ThermoScan is a semi-automatic method for retrieving protein thermodynamic data from literature. For each article in the PubMed Central (PMC) subset, the method scans the fulltext HTML page and selects all article paragraphs which include significant words regarding protein thermodynamics (Turina et al. Frontiers in Biomedical Sciences, 2021). The significant words belong to the following 4 classes:

  • Thermodynamic Concepts (TC): Important words frequently mentioned in protein thermodynamic studies (two-state, unfolding, denaturant, midpoint, dichroism).

  • Thermodynamic Measures (TM): Words are identified by a regular expression matching the abbreviations of the main thermodynamic measures (ΔG, ΔH, Δ Tm, etc.).

  • Units of Measure (UM): Words are identified by a regular expression matching the main units of measure used in thermodynamic experiments (kcal/mol, kJ/mol, etc)

  • Computational Concepts (CC): Words referring to computational studies (simulation, molecular dynamics, force field, predict etc.).

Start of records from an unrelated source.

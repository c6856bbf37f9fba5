//! Engine configuration.
//!
//! [`AccumulatorConfig`] is the validated, immutable set of parameters an
//! [`AccumulatorEngine`](crate::AccumulatorEngine) is built from.  Callers that
//! only want to change a few settings start from the defaults and apply a
//! [`ConfigOverrides`], which can be decoded from JSON or assembled from
//! key/value pairs.  Keys outside the allow-list are ignored; a recognised key
//! that is present but empty is an error rather than a silent default.

use crate::error::{AccumulatorError, Result};
use crate::hash::HashAlgorithm;
use serde::{de, Deserialize, Deserializer};
use serde_json::Value;
use std::borrow::Cow;
use std::fmt;
use std::fs;
use std::path::Path;
use std::str::FromStr;

/// Default digest size, in bits, matching the default `sha256` algorithm.
pub const DEFAULT_HASH_BIT_COUNT: u32 = 256;

/// Largest accepted ring size exponent, the widest digest on offer.
///
/// Seed factors grow with the ring (`8 * n`-bit products), so this also
/// bounds the cost of [`AccumulatorEngine::create_seed`](crate::AccumulatorEngine::create_seed).
pub const MAX_HASH_BIT_COUNT: u32 = 512;

/// Keys recognised by [`ConfigOverrides::from_pairs`].
pub const CONFIG_KEYS: &[&str] = &[
    "hash_algorithm",
    "hash_type",
    "hash_bit_count",
    "word_width",
    "exponent_mode",
];

/// Width of the signed little-endian words a digest is split into.
#[derive(Debug, Clone, Copy, PartialEq, Eq, Hash, Default)]
pub enum WordWidth {
    /// 32-bit words.
    Bits32,
    /// 64-bit words.
    #[default]
    Bits64,
}

impl WordWidth {
    /// Parses a width given in bits.
    pub fn from_bits(bits: i64) -> Result<Self> {
        match bits {
            32 => Ok(WordWidth::Bits32),
            64 => Ok(WordWidth::Bits64),
            other => Err(AccumulatorError::Configuration(format!(
                "word width must be 32 or 64, got {other}"
            ))),
        }
    }

    /// Width in bits.
    pub fn bits(self) -> u32 {
        match self {
            WordWidth::Bits32 => 32,
            WordWidth::Bits64 => 64,
        }
    }

    /// Width in bytes.
    pub fn bytes(self) -> usize {
        self.bits() as usize / 8
    }
}

/// How the digest words are combined into the exponent before the prime search.
#[derive(Debug, Clone, Copy, PartialEq, Eq, Hash, Default)]
pub enum ExponentMode {
    /// Multiply the first word by itself once per word (`w0^n`).
    ///
    /// This reproduces the published reference vectors.
    #[default]
    FirstWord,
    /// Multiply every word together (`w0 * w1 * ... * wn-1`).
    ///
    /// Reaches far more distinct exponents, but every output differs from
    /// [`ExponentMode::FirstWord`].
    AllWords,
}

impl ExponentMode {
    /// Canonical configuration name.
    pub fn name(self) -> &'static str {
        match self {
            ExponentMode::FirstWord => "first-word",
            ExponentMode::AllWords => "all-words",
        }
    }
}

impl fmt::Display for ExponentMode {
    fn fmt(&self, f: &mut fmt::Formatter<'_>) -> fmt::Result {
        f.write_str(self.name())
    }
}

impl FromStr for ExponentMode {
    type Err = AccumulatorError;

    fn from_str(s: &str) -> Result<Self> {
        match s.trim().to_ascii_lowercase().replace('_', "-").as_str() {
            "first-word" => Ok(ExponentMode::FirstWord),
            "all-words" => Ok(ExponentMode::AllWords),
            other => Err(AccumulatorError::Configuration(format!(
                "unknown exponent mode '{other}'"
            ))),
        }
    }
}

/// Validated engine parameters.
#[derive(Debug, Clone, Copy, PartialEq, Eq)]
pub struct AccumulatorConfig {
    /// Hash function applied to every element.
    pub hash_algorithm: HashAlgorithm,
    /// Exponent of the ring modulus `2^hash_bit_count`.
    pub hash_bit_count: u32,
    /// Word width used when splitting digests.
    pub word_width: WordWidth,
    /// Exponent derivation rule.
    pub exponent_mode: ExponentMode,
}

impl Default for AccumulatorConfig {
    fn default() -> Self {
        Self {
            hash_algorithm: HashAlgorithm::Sha256,
            hash_bit_count: DEFAULT_HASH_BIT_COUNT,
            word_width: WordWidth::Bits64,
            exponent_mode: ExponentMode::FirstWord,
        }
    }
}

impl AccumulatorConfig {
    /// Checks the bit count and that the hash algorithm is compiled in.
    pub fn validate(&self) -> Result<()> {
        if self.hash_bit_count == 0 {
            return Err(AccumulatorError::Configuration(
                "hash bit count was not set".to_string(),
            ));
        }
        if self.hash_bit_count > MAX_HASH_BIT_COUNT {
            return Err(AccumulatorError::Configuration(format!(
                "hash bit count {} exceeds {MAX_HASH_BIT_COUNT}",
                self.hash_bit_count
            )));
        }
        if !self.hash_algorithm.is_available() {
            return Err(AccumulatorError::Dependency(format!(
                "hash algorithm '{}' is not compiled into this build",
                self.hash_algorithm
            )));
        }
        Ok(())
    }
}

/// Optional settings layered over [`AccumulatorConfig::default`].
///
/// Every field is optional.  `hash_bit_count` and `word_width` are read as
/// signed integers so that negative values surface as configuration errors
/// instead of decode failures.
#[derive(Debug, Clone, Default, PartialEq, Eq)]
pub struct ConfigOverrides {
    /// Hash algorithm name (`hash_type` is accepted as an alias).
    pub hash_algorithm: Option<String>,
    /// Ring size exponent.
    pub hash_bit_count: Option<i64>,
    /// Digest word width in bits.
    pub word_width: Option<i64>,
    /// Exponent derivation rule name.
    pub exponent_mode: Option<String>,
}

impl ConfigOverrides {
    /// Decodes overrides from a JSON object.  Unknown keys are ignored.
    pub fn from_json_str(input: &str) -> Result<Self> {
        let document: Value = serde_json::from_str(input)?;
        Self::from_json_value(&document)
    }

    /// Reads and decodes a JSON overrides file.
    pub fn from_json_file(path: impl AsRef<Path>) -> Result<Self> {
        let content = fs::read_to_string(path)?;
        Self::from_json_str(&content)
    }

    /// Decodes overrides from a parsed JSON document.
    ///
    /// The document must be an object.  Recognised keys take strings or
    /// numbers (`"256"` and `256` are the same bit count); `null` or any other
    /// type is a configuration error.  `hash_algorithm` and `hash_type` may not
    /// both be given.
    pub fn from_json_value(document: &Value) -> Result<Self> {
        let Value::Object(entries) = document else {
            return Err(AccumulatorError::Configuration(format!(
                "configuration must be a JSON object, got {}",
                json_kind(document)
            )));
        };
        if entries.contains_key("hash_algorithm") && entries.contains_key("hash_type") {
            return Err(AccumulatorError::Configuration(
                "hash_algorithm and hash_type are the same setting; give only one".to_string(),
            ));
        }
        let mut overrides = Self::default();
        for (key, value) in entries {
            if !CONFIG_KEYS.contains(&key.as_str()) {
                log::warn!("ignoring unrecognised configuration key '{key}'");
                continue;
            }
            let text = match value {
                Value::String(text) => Cow::Borrowed(text.as_str()),
                Value::Number(number) => Cow::Owned(number.to_string()),
                Value::Null => {
                    return Err(AccumulatorError::Configuration(format!("{key} is empty")))
                }
                other => {
                    return Err(AccumulatorError::Configuration(format!(
                        "{key} must be a string or a number, got {}",
                        json_kind(other)
                    )))
                }
            };
            overrides.set(key, &text)?;
        }
        Ok(overrides)
    }

    /// Builds overrides from string key/value pairs.
    ///
    /// Keys not listed in [`CONFIG_KEYS`] are skipped.  Later pairs win.
    pub fn from_pairs<I, K, V>(pairs: I) -> Result<Self>
    where
        I: IntoIterator<Item = (K, V)>,
        K: AsRef<str>,
        V: AsRef<str>,
    {
        let mut overrides = Self::default();
        for (key, value) in pairs {
            let key = key.as_ref();
            if CONFIG_KEYS.contains(&key) {
                overrides.set(key, value.as_ref())?;
            } else {
                log::warn!("ignoring unrecognised configuration key '{key}'");
            }
        }
        Ok(overrides)
    }

    fn set(&mut self, key: &str, value: &str) -> Result<()> {
        match key {
            "hash_algorithm" | "hash_type" => self.hash_algorithm = Some(value.to_string()),
            "hash_bit_count" => self.hash_bit_count = Some(parse_integer(key, value)?),
            "word_width" => self.word_width = Some(parse_integer(key, value)?),
            "exponent_mode" => self.exponent_mode = Some(value.to_string()),
            _ => {}
        }
        Ok(())
    }

    /// Layers these overrides over `base`.
    ///
    /// Only parsing happens here; [`AccumulatorConfig::validate`] is applied
    /// when the engine is constructed.
    pub fn apply(&self, base: AccumulatorConfig) -> Result<AccumulatorConfig> {
        let mut config = base;
        if let Some(name) = &self.hash_algorithm {
            config.hash_algorithm = name.parse()?;
        }
        if let Some(bits) = self.hash_bit_count {
            config.hash_bit_count = u32::try_from(bits)
                .ok()
                .filter(|bits| *bits > 0)
                .ok_or_else(|| {
                    AccumulatorError::Configuration(format!(
                        "hash bit count must be positive, got {bits}"
                    ))
                })?;
        }
        if let Some(width) = self.word_width {
            config.word_width = WordWidth::from_bits(width)?;
        }
        if let Some(mode) = &self.exponent_mode {
            config.exponent_mode = mode.parse()?;
        }
        Ok(config)
    }
}

impl<'de> Deserialize<'de> for ConfigOverrides {
    fn deserialize<D>(deserializer: D) -> std::result::Result<Self, D::Error>
    where
        D: Deserializer<'de>,
    {
        let document = Value::deserialize(deserializer)?;
        Self::from_json_value(&document).map_err(de::Error::custom)
    }
}

fn json_kind(value: &Value) -> &'static str {
    match value {
        Value::Null => "null",
        Value::Bool(_) => "a boolean",
        Value::Number(_) => "a number",
        Value::String(_) => "a string",
        Value::Array(_) => "an array",
        Value::Object(_) => "an object",
    }
}

fn parse_integer(key: &str, value: &str) -> Result<i64> {
    value.trim().parse::<i64>().map_err(|_| {
        AccumulatorError::Configuration(format!("{key} must be an integer, got '{value}'"))
    })
}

For each scanned article ThermoScan calculates an empirical score based on the words from those 4 classes, returning the total and paragraph/table scores. The paragraph/table scores are calculated for each paragraph and table found in the paper. A positive partial score is assigned to items of the first 3-word classes a negative one to the 4th class (computational concepts).


Data Processing

ThermoScan processes the fulltext article in HTML format using the BeautifulSoup parser. The HTML file is parsed and the text inside the paragraph (<p>) and table (<table>) tags is extracted. The text corresponding to each tag is searched for each of the Thermodynamic Concepts reported above. If one of the 5 words (two-state, unfolding, denaturant, midpoint, dichroism) is found, the significant terms are extracted using the 4 following regular expressions:

TC: u'(?:\W|^)(two-state|unfolding|denaturant|midpoint|dichroism)'

  •  TM: u'(?:\W|^)((?:(?:\u2206|\u0394){1,2}(?:Cp|Tm|UG|GU|G|H|T))|(?:Cp|Tm)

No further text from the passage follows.